Experts advise Pawlenty on his image

ST. PAUL -- Tim Pawlenty has a lot of work to do if he is to become president. Of course, the Republican Minnesota governor who most political observers think is running for the White House must raise money. He needs to assemble a campaign team. ...

In 2006, Tim Pawlenty was the Minnesota Republican Party star as he accepted the GOP nomination for governor. In 2009, most observers think he is looking to become a national star.

ST. PAUL -- Tim Pawlenty has a lot of work to do if he is to become president.

Of course, the Republican Minnesota governor who most political observers think is running for the White House must raise money. He needs to assemble a campaign team. He should prepare position papers on major national issues. And he has to court voters.

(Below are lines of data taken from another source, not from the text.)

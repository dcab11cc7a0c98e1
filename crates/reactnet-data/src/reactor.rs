//! Reactor resolution: energy-mode gating and geometry.
//!
//! A PSR is sized by `ResidenceTime` or `Volume`; a PFR by `ResidenceTime` or
//! the pair `Diameter` + `Length`. Exactly one sizing form must be given.
//! `Isothermal` needs `Temperature`, `HeatExchanger` needs `UA` or
//! `GlobalExchangeCoefficient`, `Adiabatic` needs nothing more.

use crate::descriptor::{EnergyMode, HeatExchange, Phase, ReactorDescriptor, ReactorType, Sizing};
use crate::resolver::{choice, optional_measure, positive_measure, stream};
use reactnet_core::error::ConfigError;
use reactnet_core::units::Quantity;
use reactnet_core::RawDictionary;

pub const REACTOR_TYPES: [(&str, ReactorType); 2] =
    [("PSR", ReactorType::Psr), ("PFR", ReactorType::Pfr)];

pub const PHASES: [(&str, Phase); 2] = [("Gas", Phase::Gas), ("Liquid", Phase::Liquid)];

pub const ENERGY_MODES: [(&str, EnergyMode); 3] = [
    ("Isothermal", EnergyMode::Isothermal),
    ("Adiabatic", EnergyMode::Adiabatic),
    ("HeatExchanger", EnergyMode::HeatExchanger),
];

/// Resolve a validated reactor dictionary.
pub fn resolve_reactor(dict: &RawDictionary) -> Result<ReactorDescriptor, ConfigError> {
    let name = dict.read_string("@Reactor")?.to_string();
    let reactor_type = choice(dict, "Type", &REACTOR_TYPES)?;
    let phase = choice(dict, "Phase", &PHASES)?;
    let energy = choice(dict, "Energy", &ENERGY_MODES)?;
    let pressure = positive_measure(dict, "Pressure", Quantity::Pressure)?;

    let temperature = match optional_measure(dict, "Temperature", Quantity::Temperature)? {
        Some(t) if t <= 0.0 => {
            return Err(ConfigError::invalid("Temperature", t, "must be positive", dict.name()));
        }
        other => other,
    };
    if energy == EnergyMode::Isothermal && temperature.is_none() {
        return Err(mode_field(energy, "Temperature", &name));
    }
    let heat_exchange = resolve_heat_exchange(dict, energy, &name)?;
    let sizing = resolve_sizing(dict, reactor_type, &name)?;

    Ok(ReactorDescriptor {
        name,
        reactor_type,
        phase,
        energy,
        pressure,
        temperature,
        sizing,
        heat_exchange,
        inlet: stream(dict, "Inlet")?,
        outlet: stream(dict, "Outlet")?,
    })
}

fn mode_field(mode: EnergyMode, field: &str, reactor: &str) -> ConfigError {
    ConfigError::MissingModeRequiredField {
        mode: mode.to_string(),
        field: field.to_string(),
        reactor: reactor.to_string(),
    }
}

fn resolve_heat_exchange(
    dict: &RawDictionary,
    energy: EnergyMode,
    reactor: &str,
) -> Result<HeatExchange, ConfigError> {
    let ua = optional_measure(dict, "UA", Quantity::HeatTransferRate)?;
    let coefficient =
        optional_measure(dict, "GlobalExchangeCoefficient", Quantity::ExchangeCoefficient)?;

    if energy != EnergyMode::HeatExchanger {
        if let Some(key) = ["UA", "GlobalExchangeCoefficient"]
            .into_iter()
            .find(|key| dict.exists(key))
        {
            return Err(ConfigError::invalid(
                key,
                energy,
                "heat exchange is only used with Energy HeatExchanger",
                dict.name(),
            ));
        }
        return Ok(HeatExchange::None);
    }

    let exchange = match (ua, coefficient) {
        (Some(ua), None) => ("UA", ua, HeatExchange::Ua(ua)),
        (None, Some(u)) => ("GlobalExchangeCoefficient", u, HeatExchange::Coefficient(u)),
        (Some(_), Some(_)) => {
            return Err(ConfigError::ConflictingKeywords {
                present: vec!["UA".to_string(), "GlobalExchangeCoefficient".to_string()],
                block: dict.name().to_string(),
            });
        }
        (None, None) => return Err(mode_field(energy, "UA", reactor)),
    };
    match exchange {
        (key, value, _) if value < 0.0 => Err(ConfigError::invalid(
            key,
            value,
            "must be non-negative",
            dict.name(),
        )),
        (_, _, heat_exchange) => Ok(heat_exchange),
    }
}

fn resolve_sizing(
    dict: &RawDictionary,
    reactor_type: ReactorType,
    reactor: &str,
) -> Result<Sizing, ConfigError> {
    let invalid = |detail: &str| ConfigError::InvalidGeometryCombination {
        reactor: reactor.to_string(),
        detail: detail.to_string(),
    };
    let has = |key: &str| dict.exists(key);
    let residence_time = has("ResidenceTime");

    match reactor_type {
        ReactorType::Psr => {
            if has("Diameter") || has("Length") {
                return Err(invalid("a PSR is not sized by Diameter or Length"));
            }
            match (residence_time, has("Volume")) {
                (true, true) => Err(invalid("ResidenceTime and Volume are both given")),
                (true, false) => Ok(Sizing::ResidenceTime(positive_measure(
                    dict,
                    "ResidenceTime",
                    Quantity::Time,
                )?)),
                (false, true) => Ok(Sizing::Volume(positive_measure(
                    dict,
                    "Volume",
                    Quantity::Volume,
                )?)),
                (false, false) => Err(invalid("a PSR needs ResidenceTime or Volume")),
            }
        }
        ReactorType::Pfr => {
            if has("Volume") {
                return Err(invalid("a PFR is not sized by Volume"));
            }
            match (residence_time, has("Diameter"), has("Length")) {
                (true, false, false) => Ok(Sizing::ResidenceTime(positive_measure(
                    dict,
                    "ResidenceTime",
                    Quantity::Time,
                )?)),
                (true, _, _) => Err(invalid(
                    "ResidenceTime and Diameter/Length are both given",
                )),
                (false, true, true) => Ok(Sizing::Tube {
                    diameter: positive_measure(dict, "Diameter", Quantity::Length)?,
                    length: positive_measure(dict, "Length", Quantity::Length)?,
                }),
                (false, false, false) => {
                    Err(invalid("a PFR needs ResidenceTime or Diameter and Length"))
                }
                (false, _, _) => Err(invalid("Diameter and Length must be given together")),
            }
        }
    }
}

But even more important, he needs to make some personal changes, communication experts say.

One of those experts, Susanne Jones, was watching a video of Pawlenty delivering a speech and could not keep quiet: "Hold still, hold still," she shouted to the computer screen, which showed Pawlenty constantly moving, his head bobbing and hands waving to and fro.

"He makes me nervous," she said. "He does not calm me down."


Jones, who teaches how to effectively communicate as a University of Minnesota Communication Studies Department professor, said Pawlenty does not project the image he needs to for a presidential candidate.

"The man needs to chill out," she declared. "Too much movement, too much fidget, too much eyebrow action; too many illustrators (gestures) and his hair is too long."

Politics aside, experts asked to look at Pawlenty agreed that while he is a physically attractive candidate, he is not ready for prime time.

"When you are getting on that national stage, a person's look, a person's demeanor ... for a lot of people, that is all they are seeing," said Tim Hagle, a University of Iowa political science professor and Republican activist.

"When I listen to him, he comes across as a reasonable and intelligent person," Hagle said: "He can seem a little low key. I don't want to say bland."

But he meant bland. Several observers said that about Pawlenty's speeches and interviews, the two ways most Americans will learn about him.

Then there is his signature, a showy but undecipherable autograph that one handwriting expert said shows a bit of arrogance mixed with a tad of stubbornness.

Appearances, head movements and signatures may seem frivolous for someone who wants to lead the country. But ever since the first nationally televised presidential debate, politicians recognize that such issues may mean the difference between winning and losing.


If a candidate comes across well, "you are able to sell your message, whatever it is," said Hagle, talking from Iowa, where Pawlenty is expected to challenge other Republicans in the country's first presidential contest in early 2012.

Policy arguments may never really be heard unless a listener, viewer or crowd member likes what he sees physically.

"We are in a tele-visual age, there is no question about that," said Edward Schiappa, the University of Minnesota's Communication Studies Department chairman.

Reporters who cover Pawlenty have noticed changes that make him more physically appealing over the past few years, changes ranging from whiter teeth to a series of new hairdos, including the dropping of a mullet.

"I don't know that I would call him a pretty boy, but I would call him attractive," Schiappa said.

Schiappa's overall assessment of Pawlenty? "He is vanilla with sprinkles."

That may not be as negative as it sounds on first blush.

Other candidates "are strong flavors that you either like or you don't like," Schiappa explained. So while politicians like Sarah Palin and Mike Huckabee have some strong supporters, they also have turned off other potential backers.


"He does not immediately turn off a lot of people," Schiappa said.

Jones, who had not paid a lot of attention to the governor before being asked to critique him, said he needs to take action soon, before too many voters make up their minds about him.

"People judge within 30 seconds," Jones said. "Within 30 seconds, a voter has decided how the voter feels about the candidate."

If Pawlenty continues his pattern of gesturing, that could affect his initial reception, Jones said.

Pawlenty's gestures do not match what he is saying, she said. For instance, in one speech Pawlenty called for immediate action, but instead of presenting a fist or other firm gesture, he slightly moved a couple of fingers.

Pawlenty is known for being a hit in small-group settings. People who have followed him on campaign swings that stop in places likes restaurants say he has an immediate rapport with customers.

Jones saw that trait in photographs of Pawlenty meeting with veterans and farmers. He leaned forward, reaching out to people, and seemed more relaxed than in speeches and interviews.

Those are good signs for Pawlenty in Iowa and New Hampshire, where much of the early-season campaigning is on a small scale. And there is time to make changes.


"I was not sure Obama would win Iowa when he first started," political science professor Rachel Paine Caufield of Des Moines' Drake University said. "I think Iowans are very forgiving about style for the first six months, maybe longer even. We are used to some really green candidates."

Davis works for Forum Communications Co., which owns the Daily Globe.